| Data section |

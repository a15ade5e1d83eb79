//! User profile and level arithmetic

use chrono::{DateTime, Utc};
use serde::{Deserialize, Serialize};
use uuid::Uuid;

/// Maximum number of lives a profile can hold
pub const MAX_LIVES: u32 = 5;

/// XP required per level step
pub const XP_PER_LEVEL: u32 = 100;

/// A learner's persisted profile
#[derive(Debug, Clone, PartialEq, Serialize, Deserialize)]
pub struct Profile {
    pub id: String,
    pub username: String,
    pub xp: u32,
    /// Derived from xp; kept denormalized for display queries
    pub level: u32,
    pub lives: u32,
    /// Authoritative frog growth stage (0..=4)
    pub growth_stage: u32,
    pub last_growth_visit: Option<DateTime<Utc>>,
    pub origin_city: Option<String>,
    pub residence_city: Option<String>,
    pub created_at: DateTime<Utc>,
}

/// Level for a given XP total: one level per 100 XP, starting at 1
pub fn level_for_xp(xp: u32) -> u32 {
    xp / XP_PER_LEVEL + 1
}

/// Clamp a lives delta result into the valid 0..=MAX_LIVES range
pub fn clamp_lives(lives: i64) -> u32 {
    lives.clamp(0, MAX_LIVES as i64) as u32
}

impl Profile {
    /// Create a fresh profile with full lives and no growth history
    pub fn new(username: &str) -> Self {
        Self {
            id: Uuid::new_v4().to_string(),
            username: username.to_string(),
            xp: 0,
            level: 1,
            lives: MAX_LIVES,
            growth_stage: 0,
            last_growth_visit: None,
            origin_city: None,
            residence_city: None,
            created_at: Utc::now(),
        }
    }

    /// XP earned within the current level (for progress bars)
    pub fn xp_into_level(&self) -> u32 {
        self.xp % XP_PER_LEVEL
    }

    /// XP still needed to reach the next level
    pub fn xp_to_next_level(&self) -> u32 {
        XP_PER_LEVEL - self.xp_into_level()
    }
}

#[cfg(test)]
mod tests {
    use super::*;

    #[test]
    fn test_level_for_xp() {
        assert_eq!(level_for_xp(0), 1);
        assert_eq!(level_for_xp(99), 1);
        assert_eq!(level_for_xp(100), 2);
        assert_eq!(level_for_xp(250), 3);
    }

    #[test]
    fn test_clamp_lives() {
        assert_eq!(clamp_lives(-2), 0);
        assert_eq!(clamp_lives(3), 3);
        assert_eq!(clamp_lives(9), MAX_LIVES);
    }

    #[test]
    fn test_new_profile_defaults() {
        let profile = Profile::new("amaru");
        assert_eq!(profile.level, 1);
        assert_eq!(profile.lives, MAX_LIVES);
        assert!(profile.last_growth_visit.is_none());
    }
}
//! Starter content: lesson chain, question banks and demo ranking profiles

use chrono::Utc;

use crate::domain::{
    ClassifiedItem, Lesson, Pair, Profile, QuestionBody, QuizQuestion, MAX_LIVES,
};

/// The initial Aymara lesson chain
pub fn starter_lessons() -> Vec<Lesson> {
    let specs = [
        ("Saludos Básicos", "Saludos y despedidas del altiplano", 1, 50, "hand", "blue"),
        ("Colores", "Los colores en aymara", 2, 50, "palette", "purple"),
        ("Animales", "Fauna del lago Titicaca", 3, 60, "bird", "green"),
        ("Números", "Contar del uno al diez", 4, 60, "hash", "yellow"),
    ];

    specs
        .iter()
        .map(|(title, description, order_index, xp_reward, icon, color)| Lesson {
            id: format!("lesson-{order_index}"),
            title: title.to_string(),
            description: description.to_string(),
            language: "aymara".to_string(),
            order_index: *order_index,
            xp_reward: *xp_reward,
            icon: icon.to_string(),
            color: color.to_string(),
            created_at: Utc::now(),
        })
        .collect()
}

/// Question bank for the first lesson (Saludos Básicos)
pub fn starter_questions(lessons: &[Lesson]) -> Vec<QuizQuestion> {
    let Some(saludos) = lessons.iter().find(|l| l.order_index == 1) else {
        return Vec::new();
    };

    let bodies = [
        (
            "¿Cómo se dice \"Hola\" en aymara?",
            QuestionBody::MultipleChoice {
                options: vec![
                    "Kamisaraki".into(),
                    "Waliki".into(),
                    "Jikisiñkama".into(),
                    "Aski urukipana".into(),
                ],
                answer: "Kamisaraki".into(),
            },
        ),
        (
            "Completa el saludo: \"______ urukipana\" (Buenos días)",
            QuestionBody::Completion {
                options: vec!["Aski".into(), "Waliki".into(), "Suma".into(), "Jach’a".into()],
                answer: "Aski".into(),
            },
        ),
        (
            "¿Qué significa \"Kamisaraki\"?",
            QuestionBody::MultipleChoice {
                options: vec![
                    "Buenas noches".into(),
                    "¿Cómo estás?".into(),
                    "Hasta luego".into(),
                    "Estoy bien".into(),
                ],
                answer: "¿Cómo estás?".into(),
            },
        ),
        (
            "\"Jikisiñkama\" se usa para despedirse.",
            QuestionBody::TrueFalse { answer: true },
        ),
        (
            "Escribe la palabra correcta para decir \"Estoy bien\":",
            QuestionBody::TextInput {
                answer: "Waliki".into(),
            },
        ),
        (
            "Une cada saludo con su significado:",
            QuestionBody::Matching {
                pairs: vec![
                    Pair::new("Kamisaraki", "¿Cómo estás?"),
                    Pair::new("Waliki", "Estoy bien"),
                    Pair::new("Jikisiñkama", "Hasta luego"),
                ],
            },
        ),
        (
            "Clasifica cada expresión como saludo o despedida:",
            QuestionBody::Classification {
                categories: vec!["Saludo".into(), "Despedida".into()],
                items: vec![
                    ClassifiedItem::new("Kamisaraki", "Saludo"),
                    ClassifiedItem::new("Aski urukipana", "Saludo"),
                    ClassifiedItem::new("Jikisiñkama", "Despedida"),
                    ClassifiedItem::new("Qharürkama", "Despedida"),
                ],
            },
        ),
    ];

    bodies
        .into_iter()
        .enumerate()
        .map(|(i, (prompt, body))| QuizQuestion {
            id: format!("saludos-{}", i + 1),
            lesson_id: Some(saludos.id.clone()),
            prompt: prompt.to_string(),
            body,
        })
        .collect()
}

/// Standalone cultural trivia used by the lives-recovery quiz
pub fn trivia_questions() -> Vec<QuizQuestion> {
    vec![
        QuizQuestion {
            id: "trivia-1".into(),
            lesson_id: None,
            prompt: "¿Qué danza emblemática de Puno representa la lucha entre el bien y el mal?"
                .into(),
            body: QuestionBody::MultipleChoice {
                options: vec![
                    "La Morenada".into(),
                    "La Diablada".into(),
                    "Los Caporales".into(),
                ],
                answer: "La Diablada".into(),
            },
        },
        QuizQuestion {
            id: "trivia-2".into(),
            lesson_id: None,
            prompt: "¿Qué isla del lago Titicaca es famosa por su arte textil declarado \
                     patrimonio por la UNESCO?"
                .into(),
            body: QuestionBody::MultipleChoice {
                options: vec![
                    "Isla Amantaní".into(),
                    "Isla del Sol".into(),
                    "Isla Taquile".into(),
                ],
                answer: "Isla Taquile".into(),
            },
        },
    ]
}

/// Demo profiles so the ranking has content before real users arrive
pub fn demo_profiles() -> Vec<Profile> {
    let specs = [
        ("demo-1", "AymaraMaster", 15_000, "Desaguadero", "Lima"),
        ("demo-2", "TiticacaExplorer", 12_500, "Juli", "Arequipa"),
        ("demo-3", "AndeanEagle", 9_800, "Ilave", "La Paz"),
        ("demo-4", "LlamaLover", 5_400, "Conima", "El Alto"),
        ("demo-5", "CocaLeaf", 2_100, "Yunguyo", "Tacna"),
        ("demo-6", "SuriRunner", 18_000, "Desaguadero", "Lima"),
        ("demo-7", "AlpacaKing", 11_000, "Chucuito", "Puno"),
        ("demo-8", "CondorWings", 7_500, "Juli", "Arequipa"),
    ];

    specs
        .iter()
        .map(|(id, username, xp, origin, residence)| Profile {
            id: id.to_string(),
            username: username.to_string(),
            xp: *xp,
            level: crate::domain::level_for_xp(*xp),
            lives: MAX_LIVES,
            growth_stage: 0,
            last_growth_visit: None,
            origin_city: Some(origin.to_string()),
            residence_city: Some(residence.to_string()),
            created_at: Utc::now(),
        })
        .collect()
}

| Work instructions |
How many lines of the listing above carry the string "crate"? Report that number with no other text.

| Answer to the exercise |
2